Être maman à la maison…un choix que nous avons fait il y a de cela 11 ans…Jamais je n’aurais pu me douter de ce qui nous attendait!

Être maman à la maison et décider de devenir également parent-éducateur…ah bin là! On oublie les scénarios, rien ne pouvait être plus imprévisible que ce qui nous attendait…et qui nous attend toujours. Lorsque nous avons prit cette importante décision, mon conjoint et moi, il est sans dire que nous désirions faire tout ce qui était en notre possible pour BIEN faire le tout. Et quand je dis BIEN faire, c’est réellement offrir le 150% de nos capacités à nos enfants non seulement pour leurs vies, mais en plus dans ce que l’on appelle leurs apprentissages académiques. Dans mon cas de MAMAN à titre officiel, offrir mon 150%, signifie au fil du temps à y mettre trop souvent ma santé (vive les multi-vitamines), mon énergie (c’est certain que se coucher passé minuit surtout quand les p’tits s’endorment à 19h n’aide pas non plus), mes passe-temps (kessé ça?!?) et même parfois mon couple (ouin, désolée mon amour) à profit.

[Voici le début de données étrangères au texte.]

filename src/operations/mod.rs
mod build_mesh;
mod decompose;
mod make_plane;
mod move_point;
mod place_tiles;

pub use build_mesh::BuildMesh;
pub use decompose::{ConvexPolygon, Decompose};
pub use make_plane::MakePlane;
pub use move_point::MovePoint;
pub use place_tiles::{PlaceTiles, MIN_GRID_OFFSET};
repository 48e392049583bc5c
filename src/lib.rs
pub mod catalog;
pub mod error;
pub mod math;
pub mod mesh;
pub mod operations;
pub mod room;
pub mod tiling;

pub use error::{Result, TessellaError};
use spade::{
    ConstrainedDelaunayTriangulation, InsertionError, Point2 as SpadePoint2, Triangulation,
};

use crate::error::{BoundaryError, GeometryError, Result};
use crate::math::{polygon_2d, Point2};

/// A convex region produced by polygon decomposition.
#[derive(Debug, Clone)]
pub struct ConvexPolygon {
    /// Counter-clockwise vertices.
    pub points: Vec<Point2>,
}

impl ConvexPolygon {
    /// Returns the enclosed area.
    #[must_use]
    pub fn area(&self) -> f64 {
        polygon_2d::area(&self.points)
    }

    /// Returns the arithmetic mean of the vertices.
    #[must_use]
    pub fn centroid(&self) -> Point2 {
        polygon_2d::centroid(&self.points)
    }
}

/// Splits a polygon with optional holes into convex pieces.
///
/// Outline and hole edges are inserted as constraints into a Delaunay
/// triangulation, and the triangles inside the outline but outside every
/// hole form the result. Each piece is a single triangle, so the union of
/// the pieces covers the input region exactly.
pub struct Decompose {
    boundary: Vec<Point2>,
    holes: Vec<Vec<Point2>>,
}

impl Decompose {
    /// Creates a new `Decompose` operation for an outline.
    #[must_use]
    pub fn new(boundary: Vec<Point2>) -> Self {
        Self {
            boundary,
            holes: Vec::new(),
        }
    }

    /// Sets hole outlines to subtract from the region.
    #[must_use]
    pub fn with_holes(mut self, holes: Vec<Vec<Point2>>) -> Self {
        self.holes = holes;
        self
    }

    /// Executes the decomposition.
    ///
    /// # Errors
    ///
    /// Returns `BoundaryError::InsufficientPoints` if the outline or a
    /// hole has fewer than 3 points, and `GeometryError::Degenerate` if
    /// any edges intersect or the outline encloses no area.
    pub fn execute(&self) -> Result<Vec<ConvexPolygon>> {
        let mut cdt = ConstrainedDelaunayTriangulation::<SpadePoint2<f64>>::new();
        insert_constraint_loop(&mut cdt, &self.boundary)?;
        for hole in &self.holes {
            insert_constraint_loop(&mut cdt, hole)?;
        }

        // Faces never cross a constraint edge, so a face lies inside the
        // target region exactly when its centroid does. Hole edges may sit
        // directly on the outline (a grid rectangle flush with a room
        // wall), which containment handles uniformly.
        let mut pieces = Vec::new();
        for face in cdt.inner_faces() {
            let points: Vec<Point2> = face
                .vertices()
                .iter()
                .map(|v| {
                    let pos = v.position();
                    Point2::new(pos.x, pos.y)
                })
                .collect();
            let centroid = polygon_2d::centroid(&points);
            if polygon_2d::point_in_polygon(&self.boundary, centroid)
                && !self
                    .holes
                    .iter()
                    .any(|hole| polygon_2d::point_in_polygon(hole, centroid))
            {
                pieces.push(ConvexPolygon { points });
            }
        }

        if pieces.is_empty() {
            return Err(GeometryError::Degenerate("outline encloses no area".into()).into());
        }
        Ok(pieces)
    }
}

/// Inserts a closed polygon as constraint edges into the triangulation.
///
/// Consecutive duplicate points collapse into a single vertex and their
/// edge is skipped. An edge that would cross an existing constraint is
/// refused instead of letting the triangulation panic.
fn insert_constraint_loop(
    cdt: &mut ConstrainedDelaunayTriangulation<SpadePoint2<f64>>,
    points: &[Point2],
) -> Result<()> {
    if points.len() < 3 {
        return Err(BoundaryError::InsufficientPoints {
            required: 3,
            actual: points.len(),
        }
        .into());
    }

    let mut handles = Vec::with_capacity(points.len());
    for pt in points {
        let h = cdt
            .insert(SpadePoint2::new(pt.x, pt.y))
            .map_err(|e: InsertionError| GeometryError::Degenerate(format!("vertex insert: {e}")))?;
        handles.push(h);
    }

    for i in 0..handles.len() {
        let from = handles[i];
        let to = handles[(i + 1) % handles.len()];
        if from == to {
            continue;
        }
        if !cdt.can_add_constraint(from, to) {
            return Err(GeometryError::Degenerate("outline edges intersect".into()).into());
        }
        cdt.add_constraint(from, to);
    }

    Ok(())
}
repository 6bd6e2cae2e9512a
pub mod commands;
pub mod handlers;
pub mod output;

C’est réellement très difficile à décrier ou faire comprendre aux personnes qui nous entourent la complexité de notre quotidien; et c’est surtout pour cela que nous le faisons que très rarement. L’isolement devient alors acquis et parfois très nuisible. Éduquer à domicile est NOTRE choix. Oui. Cependant, il faut être conscient que ce n’est pas parce que nous faisons ce choix que nos journées ne peuvent pas nous sembler très difficiles, pénibles, voir même carrément l’enfer. Une personne allant travailler à l’extérieur a le droit de chialer sur son travail, sur la route, sur ses collègues et pourtant…elle a aussi fait ce CHOIX. Donc, nous devons nous donner le DROIT de trouver que parfois, tout ça n’est vraiment pas évident!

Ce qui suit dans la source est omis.